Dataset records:
- - -
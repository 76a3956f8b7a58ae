mod extract;
mod handlers;

use std::sync::Arc;

use axum::{
    http::HeaderValue,
    routing::{delete, get, post, put},
    Router,
};
use tower::ServiceBuilder;
use tower_http::{
    cors::{AllowOrigin, Any, CorsLayer},
    normalize_path::NormalizePath,
    trace::TraceLayer,
};

use crate::breeds::BreedClassifier;
use crate::config::Config;
use crate::db::Database;

pub use handlers::ApiError;

/// Shared state handed to every handler.
#[derive(Clone)]
pub struct AppState {
    pub db: Database,
    pub breeds: Arc<dyn BreedClassifier>,
}

/// Build the router with default settings (CORS for the local frontend only).
pub fn create_router(db: Database, breeds: Arc<dyn BreedClassifier>) -> Router {
    create_router_with_config(db, breeds, &Config::default())
}

pub fn create_router_with_config(
    db: Database,
    breeds: Arc<dyn BreedClassifier>,
    config: &Config,
) -> Router {
    let api = Router::new()
        // Cats
        .route("/cats", get(handlers::list_cats))
        .route("/cats", post(handlers::create_cat))
        .route("/cats/{id}", get(handlers::get_cat))
        .route("/cats/{id}", put(handlers::update_cat))
        .route("/cats/{id}", delete(handlers::delete_cat))
        .route("/cats/{id}/missions", get(handlers::list_cat_missions))
        // Missions
        .route("/missions", get(handlers::list_missions))
        .route("/missions", post(handlers::create_mission))
        .route("/missions/{id}", get(handlers::get_mission))
        .route("/missions/{id}", delete(handlers::delete_mission))
        .route("/missions/{id}/assign", put(handlers::assign_cat))
        .route("/missions/{id}/assign", delete(handlers::unassign_cat))
        .route("/missions/{id}/targets", get(handlers::list_mission_targets))
        // Targets
        .route("/targets/{id}", get(handlers::get_target))
        .route("/targets/{id}", put(handlers::update_target))
        // Health
        .route("/health", get(handlers::health));

    // Resources answer at the root and under `/api/v1`.
    let routes: Router = api
        .clone()
        .nest("/api/v1", api)
        .with_state(AppState { db, breeds });

    // Trailing slashes are trimmed before routing, so `/cats/` reaches `/cats`.
    Router::new()
        .fallback_service(NormalizePath::trim_trailing_slash(routes))
        .layer(
            ServiceBuilder::new()
                .layer(TraceLayer::new_for_http())
                .layer(cors_layer(&config.cors_origins)),
        )
}

fn cors_layer(origins: &[String]) -> CorsLayer {
    let layer = CorsLayer::new().allow_methods(Any).allow_headers(Any);

    if origins.iter().any(|o| o == "*") {
        tracing::warn!("CORS allows any origin");
        return layer.allow_origin(Any);
    }

    let origins: Vec<HeaderValue> = origins
        .iter()
        .filter_map(|origin| match HeaderValue::from_str(origin) {
            Ok(value) => Some(value),
            Err(_) => {
                tracing::warn!("Ignoring invalid CORS origin: {}", origin);
                None
            }
        })
        .collect();

    layer.allow_origin(AllowOrigin::list(origins))
}
fn create_test_mission(db: &Database, target_count: usize) -> MissionWithTargets {
    db.create_mission(CreateMissionInput {
        targets: (0..target_count)
            .map(|i| target_input(&format!("Target {}", i)))
            .collect(),
    })
    .expect("Failed to create mission")
}

fn complete(db: &Database, target_id: Uuid) -> Target {
    db.update_target(
        target_id,
        UpdateTargetInput {
            notes: None,
            complete: Some(true),
        },
    )
    .expect("Failed to complete target")
}

fn rule_error<T: std::fmt::Debug>(result: anyhow::Result<T>) -> LifecycleError {
    result
        .expect_err("Expected a rule violation")
        .downcast::<LifecycleError>()
        .expect("Expected a LifecycleError")
}

fn row_counts(db: &Database) -> (usize, usize) {
    let missions = db
        .get_all_missions(&MissionFilter::default())
        .expect("Query failed");
    let targets = missions.iter().map(|m| m.targets.len()).sum();
    (missions.len(), targets)
}
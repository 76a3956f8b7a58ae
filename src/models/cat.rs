use serde::{Deserialize, Serialize};
use uuid::Uuid;

/// A spy cat.
///
/// The breed is checked against the breed catalogue when the cat is hired and
/// never changes afterwards. Salary is the only field that can be edited.
#[derive(Debug, Clone, Serialize, Deserialize, PartialEq)]
pub struct Cat {
    pub id: Uuid,
    pub name: String,
    pub years_of_experience: u32,
    pub breed: String,
    pub salary: f64,
}

/// Input for hiring a new cat.
#[derive(Debug, Clone, Serialize, Deserialize)]
pub struct CreateCatInput {
    pub name: String,
    pub years_of_experience: u32,
    pub breed: String,
    pub salary: f64,
}

/// Input for updating a cat.
#[derive(Debug, Clone, Serialize, Deserialize)]
pub struct UpdateCatInput {
    pub salary: f64,
}
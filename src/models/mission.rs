use chrono::{DateTime, Utc};
use serde::{Deserialize, Serialize};
use uuid::Uuid;

use super::{Cat, CreateTargetInput, Target};

/// A mission row.
///
/// `complete` is never set directly: it latches to `true` when the last
/// target of the mission is completed.
#[derive(Debug, Clone, Serialize, Deserialize, PartialEq)]
pub struct Mission {
    pub id: Uuid,
    /// The assigned cat, if any. Completed missions keep their cat.
    pub cat_id: Option<Uuid>,
    pub complete: bool,
    pub created_at: DateTime<Utc>,
}

impl Mission {
    /// Whether the mission still counts against its cat's one-mission limit.
    pub fn is_active(&self) -> bool {
        !self.complete
    }
}

/// A mission together with its targets and assigned cat, used for responses.
#[derive(Debug, Clone, Serialize, Deserialize)]
pub struct MissionWithTargets {
    #[serde(flatten)]
    pub mission: Mission,
    pub targets: Vec<Target>,
    pub cat: Option<Cat>,
}

/// Input for creating a mission. Targets are created in the same transaction.
#[derive(Debug, Clone, Serialize, Deserialize)]
pub struct CreateMissionInput {
    pub targets: Vec<CreateTargetInput>,
}

/// Input for assigning a cat to a mission.
#[derive(Debug, Clone, Serialize, Deserialize)]
pub struct AssignCatInput {
    pub cat_id: Uuid,
}

/// Query filters for listing missions. Unset fields match everything.
#[derive(Debug, Clone, Default, Serialize, Deserialize)]
pub struct MissionFilter {
    pub cat_id: Option<Uuid>,
    pub complete: Option<bool>,
}
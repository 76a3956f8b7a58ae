//! Mission and target lifecycle rules.
//!
//! Every check here is a pure predicate over entity state that the caller has
//! already loaded. Nothing in this module touches the database: the store runs
//! the relevant check inside its transaction and only writes when it passes.

use thiserror::Error;

use crate::breeds::BreedClassifier;
use crate::models::*;

/// Minimum number of targets a mission may be created with.
pub const MIN_TARGETS: usize = 1;
/// Maximum number of targets a mission may be created with.
pub const MAX_TARGETS: usize = 3;

/// Why a requested mutation was rejected.
#[derive(Debug, Clone, PartialEq, Error)]
pub enum LifecycleError {
    #[error("Spy cat not found")]
    CatNotFound,

    #[error("Mission not found")]
    MissionNotFound,

    #[error("Target not found")]
    TargetNotFound,

    #[error("Invalid cat breed '{0}'")]
    InvalidBreed(String),

    #[error("Salary must be a non-negative number, got {0}")]
    InvalidSalary(f64),

    #[error("Mission must have between 1 and 3 targets, got {0}")]
    InvalidTargetCount(usize),

    #[error("Cannot delete cat with active missions")]
    CatHasActiveMission,

    #[error("Cat already has an active mission")]
    CatAlreadyAssigned,

    #[error("Mission is already assigned to another cat")]
    MissionAlreadyAssigned,

    #[error("Mission is not assigned to a cat")]
    MissionNotAssigned,

    #[error("Cannot delete mission that is assigned to a cat")]
    MissionAssignedToCat,

    #[error("Cannot update completed target or target in completed mission")]
    TargetOrMissionComplete,
}

/// Coarse classification of a [`LifecycleError`], used to pick a status code.
#[derive(Debug, Clone, Copy, PartialEq, Eq)]
pub enum ErrorKind {
    NotFound,
    Validation,
    StateConflict,
}

impl LifecycleError {
    pub fn kind(&self) -> ErrorKind {
        match self {
            Self::CatNotFound | Self::MissionNotFound | Self::TargetNotFound => ErrorKind::NotFound,
            Self::InvalidBreed(_) | Self::InvalidSalary(_) | Self::InvalidTargetCount(_) => {
                ErrorKind::Validation
            }
            Self::CatHasActiveMission
            | Self::CatAlreadyAssigned
            | Self::MissionAlreadyAssigned
            | Self::MissionNotAssigned
            | Self::MissionAssignedToCat
            | Self::TargetOrMissionComplete => ErrorKind::StateConflict,
        }
    }
}

pub type Result<T> = std::result::Result<T, LifecycleError>;

// ============================================================
// Cats
// ============================================================

/// Check a breed against the catalogue. Classifier failures count as "invalid".
pub async fn validate_cat_creation(classifier: &dyn BreedClassifier, breed: &str) -> Result<()> {
    if classifier.is_valid_breed(breed).await {
        Ok(())
    } else {
        Err(LifecycleError::InvalidBreed(breed.to_string()))
    }
}

pub fn validate_salary(salary: f64) -> Result<()> {
    if salary.is_finite() && salary >= 0.0 {
        Ok(())
    } else {
        Err(LifecycleError::InvalidSalary(salary))
    }
}

/// A cat can only be retired once none of its missions are still running.
pub fn validate_cat_deletion(_cat: &Cat, missions: &[Mission]) -> Result<()> {
    if missions.iter().any(Mission::is_active) {
        return Err(LifecycleError::CatHasActiveMission);
    }
    Ok(())
}

// ============================================================
// Missions
// ============================================================

pub fn validate_mission_creation(targets: &[CreateTargetInput]) -> Result<()> {
    if (MIN_TARGETS..=MAX_TARGETS).contains(&targets.len()) {
        Ok(())
    } else {
        Err(LifecycleError::InvalidTargetCount(targets.len()))
    }
}

/// Check that `cat` may take on `mission`.
///
/// `cat_missions` are all missions currently linked to the cat. Assigning the
/// same cat twice is reported as [`LifecycleError::CatAlreadyAssigned`] when
/// the mission is still active, since the cat then already holds it.
pub fn validate_mission_assignment(
    mission: Option<&Mission>,
    cat: Option<&Cat>,
    cat_missions: &[Mission],
) -> Result<()> {
    let mission = mission.ok_or(LifecycleError::MissionNotFound)?;
    let cat = cat.ok_or(LifecycleError::CatNotFound)?;

    if let Some(current) = mission.cat_id {
        if current != cat.id {
            return Err(LifecycleError::MissionAlreadyAssigned);
        }
    }

    if cat_missions.iter().any(Mission::is_active) {
        return Err(LifecycleError::CatAlreadyAssigned);
    }

    Ok(())
}

pub fn validate_mission_unassignment(mission: &Mission) -> Result<()> {
    match mission.cat_id {
        Some(_) => Ok(()),
        None => Err(LifecycleError::MissionNotAssigned),
    }
}

/// Assigned missions are never deleted, whether or not they are complete.
pub fn validate_mission_deletion(mission: &Mission) -> Result<()> {
    match mission.cat_id {
        Some(_) => Err(LifecycleError::MissionAssignedToCat),
        None => Ok(()),
    }
}

/// Fold over a mission's targets: complete iff every target is complete.
pub fn mission_completion(targets: &[Target]) -> bool {
    !targets.is_empty() && targets.iter().all(|t| t.complete)
}

// ============================================================
// Targets
// ============================================================

/// Result of applying a patch to a target.
#[derive(Debug, Clone, PartialEq)]
pub struct TargetUpdate {
    pub target: Target,
    /// The mission's completion flag after the update.
    pub mission_complete: bool,
}

impl TargetUpdate {
    /// Whether this update is the one that completed the mission.
    pub fn completes_mission(&self, mission: &Mission) -> bool {
        self.mission_complete && !mission.complete
    }
}

/// Apply `patch` to `target`, re-deriving the mission flag when needed.
///
/// `mission_targets` are the mission's targets as currently stored (including
/// `target` itself). The mission flag is only recomputed when the patch sets
/// `complete` to true, and it never goes back to false.
pub fn apply_target_update(
    target: &Target,
    mission: &Mission,
    mission_targets: &[Target],
    patch: &UpdateTargetInput,
) -> Result<TargetUpdate> {
    if target.complete || mission.complete {
        return Err(LifecycleError::TargetOrMissionComplete);
    }

    let mut updated = target.clone();
    if let Some(notes) = &patch.notes {
        updated.notes = notes.clone();
    }
    if let Some(complete) = patch.complete {
        updated.complete = complete;
    }

    let mission_complete = if patch.complete == Some(true) {
        let targets: Vec<Target> = mission_targets
            .iter()
            .filter(|t| t.id != updated.id)
            .cloned()
            .chain(std::iter::once(updated.clone()))
            .collect();
        mission.complete || mission_completion(&targets)
    } else {
        mission.complete
    };

    Ok(TargetUpdate {
        target: updated,
        mission_complete,
    })
}
//! Server configuration loaded from environment variables.
//!
//! - `SPY_CAT_DATABASE_PATH` - SQLite file (default: platform data directory)
//! - `SPY_CAT_CORS_ORIGINS` - Allowed frontend origins, comma-separated
//!   (default: `http://localhost:3000`)
//! - `SPY_CAT_BREEDS_URL` - Breed catalogue base URL (default: TheCatAPI)
//! - `SPY_CAT_BREEDS_API_KEY` - Breed catalogue API key (optional)
//! - `SPY_CAT_BREEDS_TIMEOUT_SECS` - Breed lookup timeout in seconds (default: 5)

use std::path::PathBuf;
use std::time::Duration;

use crate::breeds::{CatApiClassifier, DEFAULT_BREEDS_URL, DEFAULT_TIMEOUT};

/// Origin of the Next.js frontend dev server.
pub const DEFAULT_CORS_ORIGIN: &str = "http://localhost:3000";

#[derive(Debug, Clone)]
pub struct Config {
    /// Database file. `None` means the platform default location.
    pub database_path: Option<PathBuf>,
    pub cors_origins: Vec<String>,
    pub breeds_url: String,
    pub breeds_api_key: Option<String>,
    pub breeds_timeout: Duration,
}

impl Config {
    pub fn from_env() -> Self {
        Self::from_lookup(|key| std::env::var(key).ok())
    }

    fn from_lookup(lookup: impl Fn(&str) -> Option<String>) -> Self {
        let database_path = lookup("SPY_CAT_DATABASE_PATH").map(PathBuf::from);

        let cors_origins = lookup("SPY_CAT_CORS_ORIGINS")
            .map(|s| {
                s.split(',')
                    .map(|o| o.trim().to_string())
                    .filter(|o| !o.is_empty())
                    .collect()
            })
            .unwrap_or_else(|| vec![DEFAULT_CORS_ORIGIN.to_string()]);

        let breeds_url =
            lookup("SPY_CAT_BREEDS_URL").unwrap_or_else(|| DEFAULT_BREEDS_URL.to_string());

        let breeds_timeout = lookup("SPY_CAT_BREEDS_TIMEOUT_SECS")
            .and_then(|s| s.parse::<u64>().ok())
            .map(Duration::from_secs)
            .unwrap_or(DEFAULT_TIMEOUT);

        Self {
            database_path,
            cors_origins,
            breeds_url,
            breeds_api_key: lookup("SPY_CAT_BREEDS_API_KEY"),
            breeds_timeout,
        }
    }

    /// Build the network breed classifier described by this config.
    pub fn breed_classifier(&self) -> anyhow::Result<CatApiClassifier> {
        CatApiClassifier::new(
            self.breeds_url.clone(),
            self.breeds_api_key.clone(),
            self.breeds_timeout,
        )
    }
}

impl Default for Config {
    fn default() -> Self {
        Self::from_lookup(|_| None)
    }
}
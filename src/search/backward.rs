//! Backward capacity search.
//!
//! Mirror of the forward search: walks intervals in reverse from a finish
//! tick, prepending segments, bounded below by the simulation clock.
//!
//! Unlike the forward search, the backward search never fails on a
//! prevent-spanning interval. It discards what it accumulated and keeps
//! looking further back, restarting the finish at the interval boundary,
//! whenever:
//!
//! - it crosses into a prevent-spanning interval with time accumulated,
//! - a prevent-spanning interval alone cannot hold the remaining need,
//! - the start would land where the activity may not begin,
//! - it meets a gap with time accumulated and pausing is forbidden.
//!
//! Fractional people-adjusted capacity carries across segments as in the
//! forward search.

use tracing::debug;

use super::forward::segment;
use super::{fit, people, Fit, ReasonCode, SearchRequest, SearchResult, SearchSuccess};
use crate::error::{CapacityError, CapacityResult};
use crate::models::{Tick, UsageProfile};
use crate::timeline::CapacityTimeline;

/// Finds resource time for `req.duration` capacity ticks finishing by `req.at`,
/// starting no earlier than `clock`.
///
/// # Errors
/// - [`CapacityError::NegativeRequirement`] if the duration is negative
/// - [`CapacityError::NoCoverage`] if `req.at` is before the horizon
///
/// # Example
///
/// ```
/// use u_capacity::models::Phase;
/// use u_capacity::search::{find_backward, SearchRequest};
/// use u_capacity::timeline::CapacityTimeline;
///
/// let tl = CapacityTimeline::continuous(0, 1000).unwrap();
/// let result = find_backward(&tl, 0, &SearchRequest::new(300, 200, Phase::Run)).unwrap();
/// assert_eq!(result.success().map(|s| s.start), Some(100));
/// ```
pub fn find_backward(
    tl: &CapacityTimeline,
    clock: Tick,
    req: &SearchRequest<'_>,
) -> CapacityResult<SearchResult> {
    if req.duration < 0 {
        return Err(CapacityError::NegativeRequirement {
            phase: req.phase,
            ticks: req.duration,
        });
    }
    if req.duration == 0 {
        return Ok(SearchResult::empty(req.at, req.hint));
    }
    if req.at <= clock {
        return Ok(SearchResult::fail(ReasonCode::LackCapacity, None, UsageProfile::new(), None, false));
    }

    let mut cursor = tl.find_at_or_before(req.at - 1, req.hint)?;
    let mut t = req.at;
    let mut supplied = 0.0_f64;
    let mut profile = UsageProfile::new();
    let mut skipped_late = false;

    loop {
        let Some(iv) = tl.get(cursor) else {
            return Err(CapacityError::NoCoverage(t));
        };
        let seg_end = t.min(iv.end);
        let seg_start = iv.start.max(clock);

        if seg_end > seg_start {
            match fit(iv, req) {
                Fit::Usable(mult) => {
                    if iv.prevent_spanning && !profile.is_empty() {
                        debug!(start = iv.start, end = iv.end, "backward search restarts before prevent-spanning interval");
                        profile.clear();
                        supplied = 0.0;
                    }
                    let elapsed = seg_end - seg_start;
                    let capacity = elapsed as f64 * mult;
                    let need = req.duration as f64 - supplied;

                    if capacity >= need {
                        let used = people::elapsed_for_capacity(need, mult, elapsed);
                        let start = seg_end - used;
                        if req.is_start_of_phase && !iv.can_start_activity {
                            profile.clear();
                            supplied = 0.0;
                        } else {
                            let booked = req.duration - supplied.floor() as Tick;
                            profile.push_front(segment(start, seg_end, booked, mult, iv, req));
                            let finish = profile.end().unwrap_or(seg_end);
                            return Ok(SearchResult::Success(SearchSuccess {
                                start,
                                finish,
                                profile,
                                cursor: Some(cursor),
                                skipped_late_only: skipped_late,
                            }));
                        }
                    } else if iv.prevent_spanning {
                        profile.clear();
                        supplied = 0.0;
                    } else {
                        let booked_before = supplied.floor() as Tick;
                        supplied += capacity;
                        let consumed = supplied.floor() as Tick - booked_before;
                        profile.push_front(segment(seg_start, seg_end, consumed, mult, iv, req));
                    }
                }
                unusable => {
                    if unusable == Fit::LateOnly {
                        skipped_late = true;
                    }
                    if !req.can_pause && !profile.is_empty() {
                        profile.clear();
                        supplied = 0.0;
                    }
                }
            }
        }

        t = iv.start;
        if iv.start <= clock {
            break;
        }
        match tl.prev(cursor) {
            Some(prev) => cursor = prev,
            None => break,
        }
    }

    Ok(SearchResult::fail(
        ReasonCode::LackCapacity,
        None,
        profile,
        Some(cursor),
        skipped_late,
    ))
}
- - -
-- Work order --
Out of the preceding entries, pull each line that contains the word "StateConflict".

-- Reply --
    StateConflict,
            | Self::TargetOrMissionComplete => ErrorKind::StateConflict,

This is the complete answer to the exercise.